------ SOURCE MATERIAL

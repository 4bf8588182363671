//! Optional HTTP status server exposing `/health` and the agent's own
//! Prometheus metrics on `/metrics`.

use crate::agent::AgentMetrics;
use crate::cli::commands::built_info;
use anyhow::{Context, Result, anyhow};
use axum::{
    Extension, Router,
    body::Body,
    http::{HeaderName, HeaderValue, Request},
    middleware::{Next, from_fn},
    response::Response,
    routing::get,
};
use opentelemetry::global;
use opentelemetry::trace::{TraceContextExt, TraceId};
use opentelemetry_http::HeaderExtractor;
use std::future::Future;
use std::time::Duration;
use tokio::net::TcpListener;
use tower::ServiceBuilder;
use tower_http::{
    request_id::PropagateRequestIdLayer, set_header::SetRequestHeaderLayer, trace::TraceLayer,
};
use tracing::{Span, error, info, info_span};
use tracing_opentelemetry::OpenTelemetrySpanExt;
use ulid::Ulid;

mod handlers;
pub mod shutdown;

pub const GIT_COMMIT_HASH: &str = if let Some(hash) = built_info::GIT_COMMIT_HASH {
    hash
} else {
    ":-("
};

pub fn router(metrics: AgentMetrics) -> Router {
    let trace_layer = TraceLayer::new_for_http()
        .make_span_with(make_span)
        .on_response(on_response);

    Router::new()
        .route("/metrics", get(handlers::metrics))
        .route("/health", get(handlers::health).options(handlers::health))
        .layer(
            ServiceBuilder::new()
                .layer(SetRequestHeaderLayer::if_not_present(
                    HeaderName::from_static("x-request-id"),
                    |_req: &_| HeaderValue::from_str(Ulid::new().to_string().as_str()).ok(),
                ))
                .layer(PropagateRequestIdLayer::new(HeaderName::from_static(
                    "x-request-id",
                )))
                .layer(trace_layer)
                .layer(from_fn(add_trace_headers))
                .layer(Extension(metrics)),
        )
}

/// Bind `listen:port`. Without an address, try `[::]` and fall back to
/// `0.0.0.0`.
pub async fn bind(port: u16, listen: Option<&str>) -> Result<(TcpListener, String)> {
    match listen {
        Some(addr) => {
            let ip = addr.parse::<std::net::IpAddr>().map_err(|_| {
                anyhow!(
                    "Invalid IP address: '{addr}'. Expected IPv4 (e.g., 0.0.0.0, 127.0.0.1) or IPv6 (e.g., ::, ::1)"
                )
            })?;

            let bind_addr = format!("{ip}:{port}");
            let listener = TcpListener::bind(&bind_addr)
                .await
                .with_context(|| format!("Failed to bind to {bind_addr}"))?;

            let display = if ip.is_ipv6() {
                format!("[{ip}]:{port}")
            } else {
                bind_addr
            };

            Ok((listener, display))
        }
        None => match TcpListener::bind(format!("::0:{port}")).await {
            Ok(l) => Ok((l, format!("[::]:{port}"))),
            Err(_) => Ok((
                TcpListener::bind(format!("0.0.0.0:{port}"))
                    .await
                    .with_context(|| format!("Failed to bind to 0.0.0.0:{port}"))?,
                format!("0.0.0.0:{port}"),
            )),
        },
    }
}

/// Serve until `shutdown` resolves.
pub async fn serve<F>(
    listener: TcpListener,
    metrics: AgentMetrics,
    shutdown: F,
) -> Result<()>
where
    F: Future<Output = ()> + Send + 'static,
{
    let app = router(metrics);

    if let Err(e) = axum::serve(listener, app.into_make_service())
        .with_graceful_shutdown(shutdown)
        .await
    {
        error!(error=%e, "status server error");
    }

    info!("status server stopped");

    Ok(())
}

fn make_span(request: &Request<Body>) -> Span {
    let parent_cx =
        global::get_text_map_propagator(|prop| prop.extract(&HeaderExtractor(request.headers())));

    let method = request.method().as_str();

    let path = request.uri().path();

    let target = request.uri().to_string();

    let scheme = request.uri().scheme_str().unwrap_or("http");

    let request_id = request
        .headers()
        .get("x-request-id")
        .and_then(|v| v.to_str().ok())
        .unwrap_or("none");

    let user_agent = request
        .headers()
        .get("user-agent")
        .and_then(|v| v.to_str().ok())
        .unwrap_or("unknown");

    let span = info_span!(
        "http.server.request",
        otel.kind = "server",
        http.method = method,
        http.route = path,
        http.target = target,
        http.scheme = scheme,
        http.user_agent = user_agent,
        request_id = request_id,
    );

    let _ = span.set_parent(parent_cx);

    span
}

fn on_response<B>(response: &axum::http::Response<B>, latency: Duration, span: &Span) {
    if response.status().is_server_error() {
        span.record("otel.status_code", "ERROR");
    } else {
        span.record("otel.status_code", "OK");
    }

    let cx = span.context();
    let trace_id = cx.span().span_context().trace_id();

    if trace_id == TraceId::INVALID {
        info!(
            parent: span,
            status = response.status().as_u16(),
            elapsed_ms = u64::try_from(latency.as_millis()).unwrap_or(u64::MAX),
            "request completed"
        );
    } else {
        info!(
            parent: span,
            status = response.status().as_u16(),
            elapsed_ms = u64::try_from(latency.as_millis()).unwrap_or(u64::MAX),
            trace_id = %trace_id,
            "request completed"
        );
    }
}

async fn add_trace_headers(req: Request<Body>, next: Next) -> Response {
    let mut res = next.run(req).await;

    let span = Span::current();

    let cx = span.context();

    let span_context = cx.span().span_context().clone();

    if span_context.is_valid()
        && let Ok(val) = HeaderValue::from_str(&span_context.trace_id().to_string())
    {
        res.headers_mut()
            .insert(HeaderName::from_static("x-trace-id"), val);
    }

    res
}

------------

_INSTRUCTIONS FOR THE TASK_
In the entries above, find each line containing the string "target" and copy it.

_SOLUTION TO THIS PROBLEM_
    let target = request.uri().to_string();
        http.target = target,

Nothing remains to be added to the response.